_PROBLEM DETAILS_
Starting at the line with "within the session" and going on through the line with "Option<SessionState>, to_state: Option<SessionState>)", reproduce each line in the records below exactly and nothing more.

_DATA EXCERPTS_
====================
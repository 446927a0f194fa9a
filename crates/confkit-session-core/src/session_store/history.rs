//! Session transition history for debugging and diagnostics

use std::collections::VecDeque;
use std::time::{SystemTime, UNIX_EPOCH};

use serde::{Deserialize, Serialize};

use crate::types::SessionState;

/// Configuration for history tracking
#[derive(Debug, Clone, Serialize, Deserialize)]
pub struct HistoryConfig {
    /// Enable history tracking
    pub enabled: bool,

    /// Maximum number of transitions to keep per session
    pub max_transitions: usize,
}

impl Default for HistoryConfig {
    fn default() -> Self {
        Self {
            #[cfg(debug_assertions)]
            enabled: true,
            #[cfg(not(debug_assertions))]
            enabled: false,
            max_transitions: 50,
        }
    }
}

/// Record of a single applied lifecycle event
#[derive(Debug, Clone, Serialize, Deserialize)]
pub struct TransitionRecord {
    /// Monotonic sequence number within the session
    pub sequence: u64,

    /// Label of the lifecycle event that was applied
    pub event: String,

    /// State before the update (None for a freshly created record)
    pub from_state: Option<SessionState>,

    /// State after the update
    pub to_state: Option<SessionState>,

    /// When the event was applied (milliseconds since UNIX epoch)
    pub timestamp_ms: u64,
}

impl TransitionRecord {
    pub fn new(event: &str, from_state: Option<SessionState>, to_state: Option<SessionState>) -> Self {
        let timestamp_ms = SystemTime::now()
            .duration_since(UNIX_EPOCH)
            .map(|elapsed| elapsed.as_millis() as u64)
            .unwrap_or(0);
        Self {
            sequence: 0,
            event: event.to_string(),
            from_state,
            to_state,
            timestamp_ms,
        }
    }

    /// Whether the event actually moved the session to a different state.
    pub fn changed_state(&self) -> bool {
        self.from_state != self.to_state
    }
}

/// Ring buffer of transition records for one session
#[derive(Debug, Clone)]
pub struct SessionHistory {
    transitions: VecDeque<TransitionRecord>,
    next_sequence: u64,
    max_transitions: usize,
}

impl SessionHistory {
    pub fn new(config: &HistoryConfig) -> Self {
        Self {
            transitions: VecDeque::with_capacity(config.max_transitions.min(16)),
            next_sequence: 0,
            max_transitions: config.max_transitions,
        }
    }

    /// Append a record, evicting the oldest once the cap is reached.
    pub fn push(&mut self, mut record: TransitionRecord) {
        record.sequence = self.next_sequence;
        self.next_sequence += 1;
        if self.transitions.len() >= self.max_transitions {
            self.transitions.pop_front();
        }
        self.transitions.push_back(record);
    }

    pub fn transitions(&self) -> impl Iterator<Item = &TransitionRecord> {
        self.transitions.iter()
    }

    pub fn len(&self) -> usize {
        self.transitions.len()
    }

    pub fn is_empty(&self) -> bool {
        self.transitions.is_empty()
    }
}

#[cfg(test)]
mod tests {
    use super::*;

    #[test]
    fn ring_buffer_caps_at_max_transitions() {
        let config = HistoryConfig {
            enabled: true,
            max_transitions: 3,
        };
        let mut history = SessionHistory::new(&config);
        for i in 0..5 {
            history.push(TransitionRecord::new(
                &format!("event-{i}"),
                None,
                Some(SessionState::WillStart),
            ));
        }
        assert_eq!(history.len(), 3);
        // Oldest entries evicted, sequence numbers keep climbing.
        let sequences: Vec<u64> = history.transitions().map(|t| t.sequence).collect();
        assert_eq!(sequences, vec![2, 3, 4]);
    }

    #[test]
    fn changed_state_detects_partial_updates() {
        let partial = TransitionRecord::new(
            "conference-will-join",
            Some(SessionState::WillStart),
            Some(SessionState::WillStart),
        );
        assert!(!partial.changed_state());

        let advance = TransitionRecord::new(
            "conference-joined",
            Some(SessionState::WillStart),
            Some(SessionState::Started),
        );
        assert!(advance.changed_state());
    }
}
====================
_WRITTEN REPLY_
    /// Monotonic sequence number within the session
    pub sequence: u64,

    /// Label of the lifecycle event that was applied
    pub event: String,

    /// State before the update (None for a freshly created record)
    pub from_state: Option<SessionState>,

    /// State after the update
    pub to_state: Option<SessionState>,

    /// When the event was applied (milliseconds since UNIX epoch)
    pub timestamp_ms: u64,
}

impl TransitionRecord {
    pub fn new(event: &str, from_state: Option<SessionState>, to_state: Option<SessionState>) -> Self {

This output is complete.